En tout cas, les filles et les garçons sont également satisfaits des POW, avec une moyenne de 3/5. La plupart des filles pensent qu’il faudrait plus de soirées inter-écoles (signe d’une réussite de la soirée HEC-ESCP-ENSAE de l’hiver dernier), mais les garçons trouvent surtout qu’il faudrait plus de soirées ouvertes aux extés. Mais globalement, tous se sentent bien en Kfet.

En ce qui concerne l’alcool, les garçons se trouvent moins raisonnables que les filles. Ils sont 57% à trouver que leur consommation est excessive, contre 40% de filles. Inversement, 35% de filles se trouvent raisonnables ou très raisonnables, contre 17% de garçons seulement. Cela se voit dans le nombre de verres d’alcool consommés par soirée : les filles s’en tiennent à moins de 6 verres pour 70% d’entre elles, tandis que presque 70% des garçons en consomment plus de 7. Ajoutons à cela le fait que les garçons sortent plus souvent que les filles, et on voit que les garçons consomment considérablement plus d’alcool que les filles à HEC. En tout cas, tous s’accordent à dire que l’alcool est un facteur d’intégration important à HEC. D’ailleurs, beaucoup plus de garçons ‘cèdent’ à l’injonction à boire : 44% de filles disent ressentir cette pression mais ne pas y céder, contre seulement 22% de garçons. Ces derniers sont d’ailleurs plus enclins à être à l’origine de ces injonctions : 16% des garçons contre 6% des filles.

Enfin, « Smoke weed every day » dit un jour un sage. Si cette prophétie s’accomplit à HEC, c’est surtout chez les garçons : 42% sont des consommateurs de cannabis contre 27% de filles, et ce déséquilibre se voit aussi dans la consommation des autres drogues (11% contre 3%).

4. Corrélations avec la préférence pour le Wunder ou le Zinc

L’analyse de l’ensemble du sondage au regard des réponses à la question 14, « Wunder, Zinc ou mon lit », permet de dégager trois profils d’étudiants concernant la vie nocturne à HEC.
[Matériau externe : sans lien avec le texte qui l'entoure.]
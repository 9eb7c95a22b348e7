// Prompt constants for the tailoring module. Each module that calls the
// completion service keeps its prompts alongside it.

/// System prompt for the summary rewrite. The fact-lock verifier enforces
/// the no-new-facts rule regardless of what the model does with this.
pub const SUMMARY_REWRITE_SYSTEM: &str = "You are an ATS resume assistant. \
    Rewrite the summary using only facts already present. \
    Do not add new employers, degrees, dates, titles, or metrics. \
    If unsure, keep original phrasing. \
    Output only the rewritten summary.";

pub const SUMMARY_REWRITE_TEMPERATURE: f32 = 0.1;

/// System prompt for cover-letter drafting, verified the same way.
pub const COVER_LETTER_SYSTEM: &str = "You write ATS-safe cover letters. \
    Use only facts from the resume. \
    Do not invent employers, degrees, dates, certifications, or metrics. \
    Keep a single-column letter. \
    Return only the letter text.";

pub const COVER_LETTER_TEMPERATURE: f32 = 0.2;
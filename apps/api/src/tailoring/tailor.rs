//! Tailoring pipeline — reorders resume content by job-description keyword
//! relevance and optionally rewrites the summary through the completion
//! service under fact-lock.
//!
//! Flow: extract keywords → stable reorder (skills, bullets) → fact-locked
//! summary rewrite → section visibility → match score → change log.
//! Never fails: a missing or rejected rewrite keeps the original summary.

use serde::Serialize;
use tracing::warn;

use crate::llm_client::{ChatMessage, CompletionService};
use crate::matching::keywords::extract_keywords;
use crate::matching::scorer::{compute_match_score, MatchScore};
use crate::models::resume::Resume;
use crate::resume::plaintext::SECTION_KEYS;
use crate::tailoring::fact_lock::fact_lock_check;
use crate::tailoring::prompts::{SUMMARY_REWRITE_SYSTEM, SUMMARY_REWRITE_TEMPERATURE};

/// Minimum accepted length for a rewritten summary.
const MIN_REWRITE_CHARS: usize = 20;

#[derive(Debug, Clone)]
pub struct TailorInput {
    pub resume: Resume,
    pub job_description: String,
    pub section_order: Vec<String>,
    pub include_sections: Vec<String>,
    /// Raw extracted text as uploaded; carried for parity with the client
    /// payload, not consumed by the pipeline.
    #[allow(dead_code)]
    pub raw_text: Option<String>,
}

#[derive(Debug, Clone, Serialize)]
#[serde(rename_all = "camelCase")]
pub struct TailorChange {
    pub section: String,
    pub before: String,
    pub after: String,
    pub reason: String,
    pub keywords_added: Vec<String>,
}

#[derive(Debug, Clone, Serialize)]
#[serde(rename_all = "camelCase")]
pub struct TailoredOutput {
    pub resume: Resume,
    #[serde(rename = "match")]
    pub match_score: MatchScore,
    pub changes: Vec<TailorChange>,
    pub enhanced_areas: Vec<String>,
}

/// Runs the tailoring pipeline. Total: every failure of the completion
/// service or its verification degrades to the deterministic reorder-only
/// output.
pub async fn tailor_resume(llm: &dyn CompletionService, input: TailorInput) -> TailoredOutput {
    let TailorInput {
        resume,
        job_description,
        section_order,
        include_sections,
        raw_text: _,
    } = input;

    let original = resume.clone();
    let keywords = extract_keywords(&job_description);

    let mut tailored = resume;
    tailored.skills = reorder_by_keywords(tailored.skills, &keywords);
    for entry in &mut tailored.experience {
        entry.bullets = reorder_by_keywords(std::mem::take(&mut entry.bullets), &keywords);
    }
    for project in &mut tailored.projects {
        project.bullets = reorder_by_keywords(std::mem::take(&mut project.bullets), &keywords);
    }

    if !tailored.summary.is_empty() {
        if let Some(rewritten) =
            maybe_rewrite_summary(llm, &tailored.summary, &job_description).await
        {
            if fact_lock_check(&original, &rewritten) {
                tailored.summary = rewritten;
            } else {
                warn!("Summary rewrite rejected by fact-lock verification");
            }
        }
    }

    let reordered = apply_section_order(tailored, &section_order, &include_sections);
    let match_score = compute_match_score(&reordered, &job_description);
    let changes = build_changes(&original, &reordered, &keywords);

    TailoredOutput {
        resume: reordered,
        match_score,
        changes,
        enhanced_areas: vec![
            "Reordered bullets to surface JD-aligned experience.".to_string(),
            "Prioritized existing skills that match the job description.".to_string(),
        ],
    }
}

/// Stable descending sort by count of case-insensitive keyword-substring
/// hits; ties keep their original relative order.
pub fn reorder_by_keywords(items: Vec<String>, keywords: &[String]) -> Vec<String> {
    if items.is_empty() {
        return items;
    }
    let lowered: Vec<String> = keywords.iter().map(|k| k.to_lowercase()).collect();
    let mut scored: Vec<(String, usize)> = items
        .into_iter()
        .map(|item| {
            let text = item.to_lowercase();
            let score = lowered
                .iter()
                .filter(|keyword| text.contains(keyword.as_str()))
                .count();
            (item, score)
        })
        .collect();
    scored.sort_by(|a, b| b.1.cmp(&a.1));
    scored.into_iter().map(|(item, _)| item).collect()
}

async fn maybe_rewrite_summary(
    llm: &dyn CompletionService,
    summary: &str,
    job_description: &str,
) -> Option<String> {
    let messages = [
        ChatMessage::system(SUMMARY_REWRITE_SYSTEM),
        ChatMessage::user(format!(
            "Summary:\n{summary}\n\nJob Description:\n{job_description}"
        )),
    ];
    let response = llm.complete(&messages, SUMMARY_REWRITE_TEMPERATURE).await?;
    let result = response.trim().to_string();
    if result.chars().count() < MIN_REWRITE_CHARS {
        return None;
    }
    Some(result)
}

/// Clears sections not in `include_sections`; contact is not part of the
/// clearable set. The struct field order is fixed, so `section_order` only
/// matters to consumers that re-apply it at render time.
fn apply_section_order(
    mut resume: Resume,
    _section_order: &[String],
    include_sections: &[String],
) -> Resume {
    for section in SECTION_KEYS {
        if include_sections.iter().any(|included| included == section) {
            continue;
        }
        match *section {
            "summary" => resume.summary.clear(),
            "skills" => resume.skills.clear(),
            "experience" => resume.experience.clear(),
            "education" => resume.education.clear(),
            "projects" => resume.projects.clear(),
            "certifications" => resume.certifications.clear(),
            "additional" => resume.additional.clear(),
            _ => {}
        }
    }
    resume
}

fn keywords_present(text: &str, keywords: &[String]) -> Vec<String> {
    let lowered = text.to_lowercase();
    keywords
        .iter()
        .filter(|keyword| lowered.contains(keyword.as_str()))
        .cloned()
        .collect()
}

/// One change entry per section whose content differs between the original
/// and tailored resume, tagged with the keywords its new text carries.
fn build_changes(original: &Resume, tailored: &Resume, keywords: &[String]) -> Vec<TailorChange> {
    let mut changes = Vec::new();

    if original.summary != tailored.summary && !tailored.summary.is_empty() {
        changes.push(TailorChange {
            section: "Summary".to_string(),
            before: original.summary.clone(),
            after: tailored.summary.clone(),
            reason: "Rephrased to align with role language without adding facts.".to_string(),
            keywords_added: keywords_present(&tailored.summary, keywords),
        });
    }

    if original.skills.join(",") != tailored.skills.join(",") {
        changes.push(TailorChange {
            section: "Skills".to_string(),
            before: original.skills.join(", "),
            after: tailored.skills.join(", "),
            reason: "Reordered existing skills to surface relevant keywords.".to_string(),
            keywords_added: keywords_present(&tailored.skills.join(" "), keywords),
        });
    }

    for (index, entry) in original.experience.iter().enumerate() {
        let Some(next) = tailored.experience.get(index) else {
            continue;
        };
        if entry.bullets.join("|") != next.bullets.join("|") {
            changes.push(TailorChange {
                section: format!("Experience {}", index + 1),
                before: entry.bullets.join(" • "),
                after: next.bullets.join(" • "),
                reason: "Reordered bullets to emphasize relevant impact.".to_string(),
                keywords_added: keywords_present(&next.bullets.join(" "), keywords),
            });
        }
    }

    for (index, entry) in original.projects.iter().enumerate() {
        let Some(next) = tailored.projects.get(index) else {
            continue;
        };
        if entry.bullets.join("|") != next.bullets.join("|") {
            changes.push(TailorChange {
                section: format!("Projects {}", index + 1),
                before: entry.bullets.join(" • "),
                after: next.bullets.join(" • "),
                reason: "Reordered bullets to highlight relevant project work.".to_string(),
                keywords_added: keywords_present(&next.bullets.join(" "), keywords),
            });
        }
    }

    changes
}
Tout d’abord, les 20% ayant répondu « Mon Lit » (autant de filles que de garçons) se distinguent par leur déception globale concernant la vie nocturne sur le campus. S’ils ne sortent qu’en moyenne 1,3 fois par semaine, et ne vont en Pow qu’1,6 fois par mois (soit 1 sortie hebdomadaire et un Pow de moins que la moyenne HEC), c’est en priorité car ils sont désabusés du format actuel de nos Jeudi soirs. Ils n’accordent pas la moyenne à l’ambiance d’un POW (2,4 contre 3,1 selon l’avis général), se tapent du thème à 62%, et répondent n’être attirés qu’à chaque fois moins de la moyenne HEC par tous les aspects de la Kfet que nous avions listé. A l’exception d’un seul, la bouffe. Ainsi, celui ayant répondu le L (le lit), à défaut de manger les lèvres de partenaires (52% de non-initiés, contre 28% chez ses collègues préférant le Z ou le W), se rabat sur un buffet d’un autre type.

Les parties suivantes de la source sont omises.